Work to complete: Give back a single number: the count of lines in the data that contain the string "PathBuf".

*** Begin section ***

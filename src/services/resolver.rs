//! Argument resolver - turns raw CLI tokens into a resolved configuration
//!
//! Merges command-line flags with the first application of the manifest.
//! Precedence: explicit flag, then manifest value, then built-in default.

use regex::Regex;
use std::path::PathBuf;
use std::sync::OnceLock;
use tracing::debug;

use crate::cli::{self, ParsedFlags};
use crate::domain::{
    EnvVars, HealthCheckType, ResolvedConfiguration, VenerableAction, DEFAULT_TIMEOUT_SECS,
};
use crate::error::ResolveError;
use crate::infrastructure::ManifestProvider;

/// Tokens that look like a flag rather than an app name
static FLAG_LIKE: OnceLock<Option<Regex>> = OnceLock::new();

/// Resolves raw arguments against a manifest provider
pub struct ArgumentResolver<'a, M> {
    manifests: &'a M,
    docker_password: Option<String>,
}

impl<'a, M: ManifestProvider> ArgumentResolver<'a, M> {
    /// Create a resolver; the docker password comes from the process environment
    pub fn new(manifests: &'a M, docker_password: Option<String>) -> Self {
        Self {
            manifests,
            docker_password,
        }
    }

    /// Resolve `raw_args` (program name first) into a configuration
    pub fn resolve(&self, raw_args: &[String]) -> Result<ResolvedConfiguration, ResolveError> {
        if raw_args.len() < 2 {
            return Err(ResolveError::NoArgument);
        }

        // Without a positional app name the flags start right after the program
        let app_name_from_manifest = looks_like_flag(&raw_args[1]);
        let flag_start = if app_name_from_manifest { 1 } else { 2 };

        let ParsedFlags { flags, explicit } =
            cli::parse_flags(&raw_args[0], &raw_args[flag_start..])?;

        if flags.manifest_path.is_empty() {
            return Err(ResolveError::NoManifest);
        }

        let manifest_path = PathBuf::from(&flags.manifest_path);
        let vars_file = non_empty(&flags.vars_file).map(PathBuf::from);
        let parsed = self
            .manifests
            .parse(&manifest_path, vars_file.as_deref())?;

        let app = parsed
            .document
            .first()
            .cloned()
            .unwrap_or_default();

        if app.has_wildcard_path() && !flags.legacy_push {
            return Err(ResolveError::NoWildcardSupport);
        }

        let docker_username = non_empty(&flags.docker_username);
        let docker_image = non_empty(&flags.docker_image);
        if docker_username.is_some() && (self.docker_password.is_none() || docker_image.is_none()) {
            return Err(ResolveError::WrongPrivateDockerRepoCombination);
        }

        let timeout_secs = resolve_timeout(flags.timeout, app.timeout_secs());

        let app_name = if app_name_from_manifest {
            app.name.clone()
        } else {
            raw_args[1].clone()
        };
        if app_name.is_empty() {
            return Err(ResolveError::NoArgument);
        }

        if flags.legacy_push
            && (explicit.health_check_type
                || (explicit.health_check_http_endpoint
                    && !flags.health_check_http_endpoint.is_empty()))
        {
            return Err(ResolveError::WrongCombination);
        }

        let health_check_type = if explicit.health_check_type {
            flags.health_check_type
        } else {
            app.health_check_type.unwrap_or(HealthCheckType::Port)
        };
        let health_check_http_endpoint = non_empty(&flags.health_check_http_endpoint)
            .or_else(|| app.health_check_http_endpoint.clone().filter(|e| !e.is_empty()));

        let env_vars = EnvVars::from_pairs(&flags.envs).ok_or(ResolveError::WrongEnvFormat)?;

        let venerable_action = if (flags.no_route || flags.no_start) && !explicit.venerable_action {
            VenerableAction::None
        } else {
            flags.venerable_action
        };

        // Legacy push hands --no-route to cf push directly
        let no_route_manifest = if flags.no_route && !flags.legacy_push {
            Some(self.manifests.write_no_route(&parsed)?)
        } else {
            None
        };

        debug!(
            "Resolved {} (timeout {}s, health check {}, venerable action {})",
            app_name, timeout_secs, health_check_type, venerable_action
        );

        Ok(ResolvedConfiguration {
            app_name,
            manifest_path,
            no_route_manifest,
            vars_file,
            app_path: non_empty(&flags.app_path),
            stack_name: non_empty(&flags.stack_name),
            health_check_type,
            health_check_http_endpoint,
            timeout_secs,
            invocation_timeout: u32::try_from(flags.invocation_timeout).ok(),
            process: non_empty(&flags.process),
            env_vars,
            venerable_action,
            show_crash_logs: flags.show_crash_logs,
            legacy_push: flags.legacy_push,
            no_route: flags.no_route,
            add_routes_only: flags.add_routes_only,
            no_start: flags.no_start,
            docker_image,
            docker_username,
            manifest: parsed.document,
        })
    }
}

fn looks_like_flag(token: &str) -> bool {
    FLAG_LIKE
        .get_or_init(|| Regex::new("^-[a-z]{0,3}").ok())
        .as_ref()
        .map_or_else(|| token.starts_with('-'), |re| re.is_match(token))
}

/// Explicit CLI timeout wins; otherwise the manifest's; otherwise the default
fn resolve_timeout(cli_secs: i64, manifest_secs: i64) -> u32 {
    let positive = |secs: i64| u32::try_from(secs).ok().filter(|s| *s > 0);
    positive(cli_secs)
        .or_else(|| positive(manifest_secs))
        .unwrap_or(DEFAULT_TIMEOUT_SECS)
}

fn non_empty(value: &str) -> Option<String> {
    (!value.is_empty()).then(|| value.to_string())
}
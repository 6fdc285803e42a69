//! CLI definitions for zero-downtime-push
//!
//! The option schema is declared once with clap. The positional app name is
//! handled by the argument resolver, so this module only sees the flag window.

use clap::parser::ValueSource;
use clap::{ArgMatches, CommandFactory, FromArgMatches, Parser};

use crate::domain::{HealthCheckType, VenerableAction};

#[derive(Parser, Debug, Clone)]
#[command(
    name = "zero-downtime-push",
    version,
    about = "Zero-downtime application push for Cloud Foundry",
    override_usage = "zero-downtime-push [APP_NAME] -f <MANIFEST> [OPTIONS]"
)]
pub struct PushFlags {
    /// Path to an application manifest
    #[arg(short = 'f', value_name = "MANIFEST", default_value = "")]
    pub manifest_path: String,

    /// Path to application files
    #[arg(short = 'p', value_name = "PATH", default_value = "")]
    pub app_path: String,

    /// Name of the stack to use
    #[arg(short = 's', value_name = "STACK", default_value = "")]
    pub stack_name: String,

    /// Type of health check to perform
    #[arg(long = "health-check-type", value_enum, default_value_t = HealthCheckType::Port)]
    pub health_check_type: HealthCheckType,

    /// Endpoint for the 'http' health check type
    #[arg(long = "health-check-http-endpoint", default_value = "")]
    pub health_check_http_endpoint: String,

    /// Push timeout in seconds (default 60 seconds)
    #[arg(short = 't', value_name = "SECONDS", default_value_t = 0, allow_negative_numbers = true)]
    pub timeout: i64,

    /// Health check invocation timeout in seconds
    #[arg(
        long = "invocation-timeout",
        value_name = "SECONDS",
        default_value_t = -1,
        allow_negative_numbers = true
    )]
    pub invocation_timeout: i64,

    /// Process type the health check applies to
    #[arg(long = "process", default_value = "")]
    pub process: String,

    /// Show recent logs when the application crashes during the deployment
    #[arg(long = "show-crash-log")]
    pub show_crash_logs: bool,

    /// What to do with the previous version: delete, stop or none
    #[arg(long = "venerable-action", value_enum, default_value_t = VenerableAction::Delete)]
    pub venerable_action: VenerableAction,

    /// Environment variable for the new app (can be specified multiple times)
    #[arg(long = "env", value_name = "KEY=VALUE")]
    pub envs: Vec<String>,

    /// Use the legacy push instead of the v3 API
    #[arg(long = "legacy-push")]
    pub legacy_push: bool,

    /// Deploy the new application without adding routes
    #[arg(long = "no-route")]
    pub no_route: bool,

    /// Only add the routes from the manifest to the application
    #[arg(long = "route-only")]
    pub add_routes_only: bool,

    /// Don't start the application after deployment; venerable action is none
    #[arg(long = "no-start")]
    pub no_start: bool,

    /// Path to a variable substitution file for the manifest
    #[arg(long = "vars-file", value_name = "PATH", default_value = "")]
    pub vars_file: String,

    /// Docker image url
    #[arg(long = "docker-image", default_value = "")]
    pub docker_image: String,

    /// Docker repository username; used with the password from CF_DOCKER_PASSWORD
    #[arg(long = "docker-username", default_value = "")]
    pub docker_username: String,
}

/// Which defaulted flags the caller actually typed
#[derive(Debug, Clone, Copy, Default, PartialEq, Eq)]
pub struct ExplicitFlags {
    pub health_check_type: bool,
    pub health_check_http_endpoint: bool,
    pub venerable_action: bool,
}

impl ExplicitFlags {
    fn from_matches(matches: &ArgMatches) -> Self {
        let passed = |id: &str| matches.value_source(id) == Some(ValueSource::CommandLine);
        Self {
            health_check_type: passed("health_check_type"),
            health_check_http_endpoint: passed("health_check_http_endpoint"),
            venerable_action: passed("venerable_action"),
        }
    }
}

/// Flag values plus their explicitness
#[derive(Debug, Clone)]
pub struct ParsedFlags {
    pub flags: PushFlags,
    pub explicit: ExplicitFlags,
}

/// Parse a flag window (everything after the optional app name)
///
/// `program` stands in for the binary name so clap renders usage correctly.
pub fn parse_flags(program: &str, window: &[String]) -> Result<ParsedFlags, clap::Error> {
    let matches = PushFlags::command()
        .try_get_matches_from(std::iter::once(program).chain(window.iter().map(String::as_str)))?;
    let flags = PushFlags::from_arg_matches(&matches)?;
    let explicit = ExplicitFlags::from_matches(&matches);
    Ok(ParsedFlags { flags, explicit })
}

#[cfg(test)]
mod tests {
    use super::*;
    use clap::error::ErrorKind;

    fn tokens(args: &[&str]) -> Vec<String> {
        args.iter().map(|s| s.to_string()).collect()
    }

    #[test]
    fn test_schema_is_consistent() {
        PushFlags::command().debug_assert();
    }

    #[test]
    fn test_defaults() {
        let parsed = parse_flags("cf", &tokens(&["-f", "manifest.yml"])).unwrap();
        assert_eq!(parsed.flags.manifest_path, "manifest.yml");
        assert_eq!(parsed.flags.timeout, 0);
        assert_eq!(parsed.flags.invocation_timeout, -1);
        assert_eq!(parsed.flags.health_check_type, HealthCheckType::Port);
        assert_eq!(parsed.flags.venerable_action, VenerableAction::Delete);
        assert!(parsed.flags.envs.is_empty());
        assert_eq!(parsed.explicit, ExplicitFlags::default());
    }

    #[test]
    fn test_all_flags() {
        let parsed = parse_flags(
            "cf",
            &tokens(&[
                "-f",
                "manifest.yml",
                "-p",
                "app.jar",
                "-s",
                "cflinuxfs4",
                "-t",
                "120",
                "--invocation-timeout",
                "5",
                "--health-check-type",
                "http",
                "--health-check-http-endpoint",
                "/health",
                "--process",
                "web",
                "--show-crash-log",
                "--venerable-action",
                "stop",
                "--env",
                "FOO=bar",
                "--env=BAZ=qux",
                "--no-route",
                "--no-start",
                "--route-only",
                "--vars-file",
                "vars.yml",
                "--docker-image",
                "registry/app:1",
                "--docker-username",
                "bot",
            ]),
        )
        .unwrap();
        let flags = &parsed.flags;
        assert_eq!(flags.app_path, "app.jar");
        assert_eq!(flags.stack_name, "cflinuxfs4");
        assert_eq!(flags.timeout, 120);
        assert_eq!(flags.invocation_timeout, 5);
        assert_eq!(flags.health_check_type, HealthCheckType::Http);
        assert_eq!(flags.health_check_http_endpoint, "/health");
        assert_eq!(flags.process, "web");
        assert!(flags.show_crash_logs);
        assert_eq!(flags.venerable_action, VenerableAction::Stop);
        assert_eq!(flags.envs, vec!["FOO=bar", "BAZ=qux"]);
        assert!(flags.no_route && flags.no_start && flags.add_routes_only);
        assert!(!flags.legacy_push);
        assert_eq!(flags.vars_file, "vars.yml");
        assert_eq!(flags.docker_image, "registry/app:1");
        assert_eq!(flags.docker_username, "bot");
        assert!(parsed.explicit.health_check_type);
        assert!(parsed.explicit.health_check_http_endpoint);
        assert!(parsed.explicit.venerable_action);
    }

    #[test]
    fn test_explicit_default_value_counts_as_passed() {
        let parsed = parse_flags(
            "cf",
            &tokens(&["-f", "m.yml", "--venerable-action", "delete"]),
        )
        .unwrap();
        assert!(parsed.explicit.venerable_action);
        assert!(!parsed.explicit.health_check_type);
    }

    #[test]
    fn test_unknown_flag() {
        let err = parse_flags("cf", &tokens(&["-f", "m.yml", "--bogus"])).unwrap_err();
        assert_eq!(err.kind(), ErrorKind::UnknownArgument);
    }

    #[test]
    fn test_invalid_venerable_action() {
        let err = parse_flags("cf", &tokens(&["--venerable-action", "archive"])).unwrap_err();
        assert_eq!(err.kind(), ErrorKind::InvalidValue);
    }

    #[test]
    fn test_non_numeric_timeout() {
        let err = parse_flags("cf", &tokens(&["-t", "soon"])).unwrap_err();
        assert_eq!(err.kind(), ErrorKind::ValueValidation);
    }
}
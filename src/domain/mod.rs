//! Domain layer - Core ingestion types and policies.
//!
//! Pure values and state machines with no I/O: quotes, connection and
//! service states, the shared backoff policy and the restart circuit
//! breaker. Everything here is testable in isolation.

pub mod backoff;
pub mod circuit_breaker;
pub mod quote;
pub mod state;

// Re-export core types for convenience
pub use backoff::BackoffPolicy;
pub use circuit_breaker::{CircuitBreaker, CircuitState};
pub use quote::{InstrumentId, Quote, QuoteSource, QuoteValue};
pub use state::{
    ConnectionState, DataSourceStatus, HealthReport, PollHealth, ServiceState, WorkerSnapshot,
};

*** End section ***

Task output: 3